Robert Palmer, of Tax Justice UK, said: “We need to end clever wheezes that companies like Cadbury’s can use to slash tax bills.”
Harry Fone, of the TaxPayers’ Alliance, added: “Armies of lawyers and accountants for multinational companies are able to exploit loopholes to reduce tax bills.”
New Brexit Guidance for Accountants
As the threat of no-deal Brexit continues apace, HMRC have announced new guidance for a no-deal Brexit. The guidance notice is aimed at agents – or accountants as you know them by. The information is tailored to the technical aspects of exporting, VISA information and more. However, there is one element that is of interest to business. There are grants available for businesses filling out customs declarations. By providing SMEs with financial support for training and IT improvements.
“Grants for businesses completing customs declarations £16m in new government funding is now available to help businesses train staff in making customs declarations, and to help businesses who support others who trade goods to invest in IT.
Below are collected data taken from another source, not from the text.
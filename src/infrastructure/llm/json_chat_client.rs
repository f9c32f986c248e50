use async_trait::async_trait;
use reqwest::Client;
use serde::{Deserialize, Serialize};

use crate::application::ports::{LlmClient, LlmClientError};
use crate::infrastructure::observability::sanitize_prompt;
use crate::presentation::config::{LlmSettings, OpenAiFlavor};

/// Chat completions in JSON mode against OpenAI or an Azure OpenAI deployment.
pub struct JsonChatClient {
    client: Client,
    flavor: OpenAiFlavor,
    endpoint: String,
    api_key: String,
    model: String,
    temperature: f32,
}

#[derive(Serialize)]
struct ChatCompletionRequest<'a> {
    model: &'a str,
    messages: [ChatMessage<'a>; 2],
    temperature: f32,
    response_format: ResponseFormat,
}

#[derive(Serialize)]
struct ChatMessage<'a> {
    role: &'static str,
    content: &'a str,
}

#[derive(Serialize)]
struct ResponseFormat {
    #[serde(rename = "type")]
    kind: &'static str,
}

#[derive(Deserialize)]
struct ChatCompletionResponse {
    choices: Vec<ChatChoice>,
}

#[derive(Deserialize)]
struct ChatChoice {
    message: ChoiceMessage,
}

#[derive(Deserialize)]
struct ChoiceMessage {
    #[serde(default)]
    content: Option<String>,
}

impl JsonChatClient {
    pub fn new(settings: &LlmSettings) -> Result<Self, LlmClientError> {
        let endpoint = match settings.provider {
            OpenAiFlavor::OpenAi => format!(
                "{}/chat/completions",
                settings
                    .base_url
                    .as_deref()
                    .unwrap_or("https://api.openai.com/v1")
                    .trim_end_matches('/')
            ),
            OpenAiFlavor::Azure => {
                let base = settings.base_url.as_deref().ok_or_else(|| {
                    LlmClientError::InvalidResponse(
                        "llm.base_url required for azure provider".to_string(),
                    )
                })?;
                format!(
                    "{}/openai/deployments/{}/chat/completions?api-version={}",
                    base.trim_end_matches('/'),
                    settings.azure_deployment.as_deref().unwrap_or(&settings.model),
                    settings.azure_api_version
                )
            }
        };

        Ok(Self {
            client: Client::new(),
            flavor: settings.provider,
            endpoint,
            api_key: settings.api_key.clone(),
            model: settings.model.clone(),
            temperature: settings.temperature,
        })
    }

    fn apply_auth(&self, request: reqwest::RequestBuilder) -> reqwest::RequestBuilder {
        match self.flavor {
            OpenAiFlavor::Azure => request.header("api-key", &self.api_key),
            OpenAiFlavor::OpenAi => request.bearer_auth(&self.api_key),
        }
    }
}

#[async_trait]
impl LlmClient for JsonChatClient {
    async fn complete_json(
        &self,
        system_prompt: &str,
        user_prompt: &str,
    ) -> Result<serde_json::Value, LlmClientError> {
        let body = ChatCompletionRequest {
            model: &self.model,
            messages: [
                ChatMessage {
                    role: "system",
                    content: system_prompt,
                },
                ChatMessage {
                    role: "user",
                    content: user_prompt,
                },
            ],
            temperature: self.temperature,
            response_format: ResponseFormat {
                kind: "json_object",
            },
        };

        tracing::debug!(
            model = %self.model,
            prompt = %sanitize_prompt(user_prompt),
            "Requesting JSON completion"
        );

        let response = self
            .apply_auth(self.client.post(&self.endpoint).json(&body))
            .send()
            .await
            .map_err(|e| LlmClientError::ApiRequestFailed(e.to_string()))?;

        if response.status() == reqwest::StatusCode::TOO_MANY_REQUESTS {
            return Err(LlmClientError::RateLimited);
        }

        if !response.status().is_success() {
            let status = response.status();
            let body = response.text().await.unwrap_or_default();
            return Err(LlmClientError::ApiRequestFailed(format!(
                "HTTP {}: {}",
                status, body
            )));
        }

        let completion: ChatCompletionResponse = response
            .json()
            .await
            .map_err(|e| LlmClientError::InvalidResponse(e.to_string()))?;

        let content = completion
            .choices
            .into_iter()
            .next()
            .and_then(|choice| choice.message.content)
            .ok_or_else(|| LlmClientError::InvalidResponse("empty choices".to_string()))?;

        serde_json::from_str(&content).map_err(|e| {
            LlmClientError::InvalidResponse(format!(
                "completion is not JSON ({}): {}",
                e,
                sanitize_prompt(&content)
            ))
        })
    }
}
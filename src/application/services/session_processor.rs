use std::path::{Path, PathBuf};
use std::sync::Arc;
use std::time::Duration;

use tempfile::TempDir;

use crate::application::ports::{
    BlobStore, BlobStoreError, FailureLog, LlmClient, LlmClientError, MediaAdapter, MediaError,
    RepositoryError, SessionRepository, Transcription, TranscriptionEngine, decode_completion,
};
use crate::domain::{
    InterviewScore, InterviewSession, InvalidTransition, PcmAudio, ScoreValidationError, SessionId, SessionStatus,
    StoragePath, TranscriptSegment,
};

use super::rubric::{scoring_system_prompt, scoring_user_prompt};

/// Thresholds and scratch space for a processing run.
#[derive(Debug, Clone)]
pub struct ProcessingPolicy {
    /// Recordings smaller than this are treated as a failed upload.
    pub min_recording_bytes: u64,
    /// Extracted audio must exceed this when the codec reports an error.
    pub min_audio_bytes: u64,
    pub transcription_window: Duration,
    /// Transcripts shorter than this are not sent for scoring.
    pub min_transcript_chars: usize,
    /// Parent directory for per-run scratch space; the system temp dir when unset.
    pub scratch_dir: Option<PathBuf>,
}

impl Default for ProcessingPolicy {
    fn default() -> Self {
        Self {
            min_recording_bytes: 1000,
            min_audio_bytes: 1000,
            transcription_window: Duration::from_secs(30),
            min_transcript_chars: 5,
            scratch_dir: None,
        }
    }
}

struct PipelineOutput {
    transcript: String,
    segments: Vec<TranscriptSegment>,
    score: Option<InterviewScore>,
}

/// Turns an uploaded recording into a transcript and a score, driving the
/// session through `processing` to `completed` or `failed`.
pub struct SessionProcessor {
    session_repository: Arc<dyn SessionRepository>,
    blob_store: Arc<dyn BlobStore>,
    media: Arc<dyn MediaAdapter>,
    transcription_engine: Arc<dyn TranscriptionEngine>,
    llm_client: Arc<dyn LlmClient>,
    failure_log: Arc<dyn FailureLog>,
    questions: Vec<String>,
    policy: ProcessingPolicy,
}

impl SessionProcessor {
    #[allow(clippy::too_many_arguments)]
    pub fn new(
        session_repository: Arc<dyn SessionRepository>,
        blob_store: Arc<dyn BlobStore>,
        media: Arc<dyn MediaAdapter>,
        transcription_engine: Arc<dyn TranscriptionEngine>,
        llm_client: Arc<dyn LlmClient>,
        failure_log: Arc<dyn FailureLog>,
        questions: Vec<String>,
        policy: ProcessingPolicy,
    ) -> Self {
        Self {
            session_repository,
            blob_store,
            media,
            transcription_engine,
            llm_client,
            failure_log,
            questions,
            policy,
        }
    }

    /// Processes one session. Safe to call again for a session that already
    /// completed or failed.
    ///
    /// Pipeline failures are written to the failure log and leave the
    /// session `failed`; the error is still returned so the dispatcher can
    /// log it.
    pub async fn process(&self, session_id: &SessionId) -> Result<(), ProcessingError> {
        let Some(mut session) = self.session_repository.get_by_id(session_id).await? else {
            tracing::warn!("Session not found, nothing to process");
            return Ok(());
        };
        let Some(recording) = session.recording.clone() else {
            tracing::info!(status = %session.status, "Session has no recording yet, skipping");
            return Ok(());
        };

        session.transition_to(SessionStatus::Processing)?;
        self.session_repository.put(&session).await?;
        tracing::debug!(status = %session.status, "Session status transition");

        let outcome = match self.run_pipeline(&recording).await {
            Ok(output) => self.persist_completed(&session, output).await,
            Err(e) => Err(e),
        };

        if let Err(e) = outcome {
            let detail = format!("{}\n{:#?}", e, e);
            if let Err(log_err) = self.failure_log.record(session_id, &detail).await {
                tracing::warn!(error = %log_err, "Failed to write failure log entry");
            }
            session.transition_to(SessionStatus::Failed)?;
            if let Err(put_err) = self.session_repository.put(&session).await {
                tracing::error!(error = %put_err, "Failed to persist failed session status");
            }
            tracing::error!(error = %e, "Session processing failed");
            return Err(e);
        }
        Ok(())
    }

    /// Writes the completed record. `session` stays `processing` when this
    /// fails so the caller can still mark it failed.
    async fn persist_completed(
        &self,
        session: &InterviewSession,
        output: PipelineOutput,
    ) -> Result<(), ProcessingError> {
        let scored = output.score.is_some();
        let transcript_chars = output.transcript.len();

        let mut completed = session.clone();
        completed.complete(output.transcript, output.segments, output.score)?;
        self.session_repository.put(&completed).await?;

        tracing::info!(scored, transcript_chars, "Session processing completed");
        Ok(())
    }

    async fn run_pipeline(&self, recording: &StoragePath) -> Result<PipelineOutput, ProcessingError> {
        // Removed on drop, whichever way this function returns.
        let scratch = self.scratch_dir().await?;
        let video_path = scratch.path().join("recording.webm");
        let audio_path = scratch.path().join("recording.wav");

        let data = self
            .blob_store
            .fetch(recording)
            .await
            .map_err(ProcessingError::Download)?;
        let size = data.len() as u64;
        tracing::debug!(bytes = size, path = %recording, "Recording downloaded");

        if size < self.policy.min_recording_bytes {
            return Err(ProcessingError::RecordingTooSmall {
                size,
                minimum: self.policy.min_recording_bytes,
            });
        }

        tokio::fs::write(&video_path, &data).await?;
        drop(data);

        self.extract_audio(&video_path, &audio_path).await?;
        let pcm = self
            .media
            .load_pcm(&audio_path)
            .await
            .map_err(ProcessingError::AudioExtraction)?;
        tracing::debug!(duration_secs = pcm.duration_secs(), "Audio extracted");

        let segments = self.transcribe_windows(&pcm).await;
        let transcript = segments
            .iter()
            .map(|s| s.text.as_str())
            .collect::<Vec<_>>()
            .join(" ");

        let score = if transcript.chars().count() < self.policy.min_transcript_chars {
            tracing::info!(chars = transcript.len(), "Transcript too short, skipping scoring");
            None
        } else {
            Some(self.score(&transcript).await?)
        };

        Ok(PipelineOutput {
            transcript,
            segments,
            score,
        })
    }

    async fn scratch_dir(&self) -> Result<TempDir, ProcessingError> {
        let builder = {
            let mut b = tempfile::Builder::new();
            b.prefix("session-");
            b
        };
        let dir = match &self.policy.scratch_dir {
            Some(parent) => {
                tokio::fs::create_dir_all(parent).await?;
                builder.tempdir_in(parent)?
            }
            None => builder.tempdir()?,
        };
        Ok(dir)
    }

    /// Some encoders report a premature end while still writing usable
    /// audio, so a codec error is fatal only when the output is too small.
    async fn extract_audio(&self, source: &Path, target: &Path) -> Result<(), ProcessingError> {
        match self.media.extract_audio(source, target).await {
            Ok(()) => Ok(()),
            Err(MediaError::CodecExited { code, stderr }) => {
                let produced = tokio::fs::metadata(target)
                    .await
                    .map(|m| m.len())
                    .unwrap_or(0);
                if produced > self.policy.min_audio_bytes {
                    tracing::warn!(
                        code = ?code,
                        bytes = produced,
                        "Codec reported an error but produced usable audio, continuing"
                    );
                    Ok(())
                } else {
                    Err(ProcessingError::AudioExtraction(MediaError::CodecExited {
                        code,
                        stderr,
                    }))
                }
            }
            Err(e) => Err(ProcessingError::AudioExtraction(e)),
        }
    }

    async fn transcribe_windows(&self, pcm: &PcmAudio) -> Vec<TranscriptSegment> {
        let windows = pcm.windows(self.policy.transcription_window);
        let total = windows.len();
        let mut segments = Vec::with_capacity(total);

        for window in windows {
            match self.transcription_engine.transcribe(&window.audio).await {
                Ok(Transcription::Text(text)) => {
                    segments.push(TranscriptSegment::new(text, window.start_secs, window.end_secs));
                }
                Ok(Transcription::Unintelligible) => {
                    segments.push(TranscriptSegment::silence(window.start_secs, window.end_secs));
                }
                Err(e) => {
                    tracing::warn!(
                        error = %e,
                        window = window.index,
                        total,
                        "Window transcription failed, skipping"
                    );
                }
            }
        }

        segments
    }

    async fn score(&self, transcript: &str) -> Result<InterviewScore, ProcessingError> {
        let system_prompt = scoring_system_prompt(&self.questions);
        let value = self
            .llm_client
            .complete_json(&system_prompt, &scoring_user_prompt(transcript))
            .await
            .map_err(ProcessingError::Scoring)?;

        let score: InterviewScore = decode_completion(value).map_err(ProcessingError::Scoring)?;
        score
            .validate(self.questions.len())
            .map_err(ProcessingError::InvalidScore)?;

        tracing::info!(recommendation = ?score.overall.recommendation, "Scoring complete");
        Ok(score)
    }
}

#[derive(Debug, thiserror::Error)]
pub enum ProcessingError {
    #[error("repository: {0}")]
    Repository(#[from] RepositoryError),
    #[error("status: {0}")]
    Transition(#[from] InvalidTransition),
    #[error("recording download: {0}")]
    Download(BlobStoreError),
    #[error("recording too small: {size} bytes (minimum {minimum}), upload likely failed")]
    RecordingTooSmall { size: u64, minimum: u64 },
    #[error("audio extraction: {0}")]
    AudioExtraction(MediaError),
    #[error("scoring: {0}")]
    Scoring(LlmClientError),
    #[error("invalid score: {0}")]
    InvalidScore(ScoreValidationError),
    #[error("scratch io: {0}")]
    Io(#[from] std::io::Error),
}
This will ensure that trade with the EU continues as smoothly as possible after Brexit on 31 October. Customs agents currently help businesses who trade outside the EU. This funding will help increase the capacity of the sector as businesses trading with the EU consider whether to get an expert to complete customs documentation for them after Brexit.
More than 3,000 agents have already been trained as part of an £8 million investment earlier this year, which has also been used to develop new online learning products for customs staff such as an electronic learning package and a new UK Customs Academy, launched on 12 August.
This second wave of government grants will go further, with the additional £16 million to be invested to help ensure businesses have all the support they need to get ready for Brexit. Businesses based in, or with a branch in, the UK can apply for funding ahead of the UK leaving the EU. Grants can be used to support training costs for businesses who complete customs declarations, or who intend to in the future.